Mais ainda… Como são transportados esses foguetes? De que maneira essas armas de guerra entram na Faixa de Gaza? Túneis? Através de caravanas de camelos, em pleno deserto? Navios? Aviões?

O pagamento, é feito em moedas de ouro ou por meio de bancos? Quais? E os disparos, partem das janela das cozinhas das casas, dos parquinhos, hospitais, das mesquitas, das escolas?

O Mossad, considerado o mais completo sistema de inteligência e informações no mundo, que sabe de tudo, tem agentes e informantes nos cinco continentes incluindo o Brasil, não conseguiu até agora uma simples informação capaz de interromper o “terrorismo islâmico radical?

Esses foguetes rudimentares há anos que são lançados sobre Israel, geralmente sem pontaria, mas de quando em quando servem como pretexto para chacinas como a que agora leva o Oriente Médio a quatro mil anos atrás, quando tribos e impérios se massacravam.

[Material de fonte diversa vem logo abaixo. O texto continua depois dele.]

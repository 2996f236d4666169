//! Seed (blockhash) extraction from a static block feed file.

use std::path::Path;

use serde_json::{Map, Value};
use tracing::warn;

use crate::errors::{CliError, SeedFeedError};

/// Read `path` and extract the blockhash, cross-checking `slot_hint` where
/// the feed records a slot.
pub fn load_seed_from_feed_file(path: &Path, slot_hint: Option<u64>) -> Result<String, CliError> {
    let raw = std::fs::read_to_string(path).map_err(|e| CliError::io(path, e))?;
    Ok(parse_seed_feed(&raw, slot_hint)?)
}

/// Accepted shapes, tried in order:
///
/// 1. raw blockhash string (anything not starting with `{`)
/// 2. `{"blockhash": ...}`, optionally with `"slot"`
/// 3. `{"result": {"blockhash": ...}}`
/// 4. `{"blocks": {"<slot>": {"blockhash": ...}}}` (needs `slot_hint`)
pub fn parse_seed_feed(raw: &str, slot_hint: Option<u64>) -> Result<String, SeedFeedError> {
    let raw = raw.trim();
    if raw.is_empty() {
        return Err(SeedFeedError::Empty);
    }
    if !raw.starts_with('{') {
        warn!("seed feed is a raw string; it carries no slot to cross-check");
        return Ok(raw.to_owned());
    }

    let doc: Value = serde_json::from_str(raw).map_err(|e| SeedFeedError::NotJson(e.to_string()))?;
    let Some(obj) = doc.as_object() else {
        return Err(SeedFeedError::NoBlockhash);
    };

    if let Some(hash) = blockhash_of(obj) {
        match (slot_hint, obj.get("slot")) {
            (Some(expected), Some(slot)) => {
                let file_slot = slot_number(slot)?;
                if file_slot != expected {
                    return Err(SeedFeedError::SlotMismatch { file_slot, expected });
                }
            }
            (_, None) => warn!("seed feed has no slot; blockhash is not slot-bound"),
            (None, Some(_)) => {}
        }
        return Ok(hash);
    }

    if let Some(hash) = obj
        .get("result")
        .and_then(Value::as_object)
        .and_then(blockhash_of)
    {
        warn!("seed feed is a getBlock result; it carries no slot to cross-check");
        return Ok(hash);
    }

    if let (Some(slot), Some(blocks)) = (slot_hint, obj.get("blocks").and_then(Value::as_object)) {
        if let Some(hash) = blocks
            .get(&slot.to_string())
            .and_then(Value::as_object)
            .and_then(blockhash_of)
        {
            return Ok(hash);
        }
    }

    Err(SeedFeedError::NoBlockhash)
}

fn blockhash_of(obj: &Map<String, Value>) -> Option<String> {
    obj.get("blockhash")
        .and_then(Value::as_str)
        .filter(|h| !h.is_empty())
        .map(str::to_owned)
}

fn slot_number(v: &Value) -> Result<u64, SeedFeedError> {
    v.as_u64()
        .or_else(|| v.as_str().and_then(|s| s.trim().parse().ok()))
        .ok_or_else(|| SeedFeedError::InvalidSlot(v.to_string()))
}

Certamente, há algo de errado no noticiário atual. A quem interessa alimentar de tempos em tempos o massacre de um povo entregue aos global-sionitas que controlam Israel como um enclave estratégico geopolítico no Oriente Médio com olho na Eurásia?

Se Israel quisesse, se as Nações Unidas também , se a Inteligência universal se dispusesse, em quinze minutos se interromperia essa farsa dos foguetes no Oriente Médio. A quem interessa o conflito?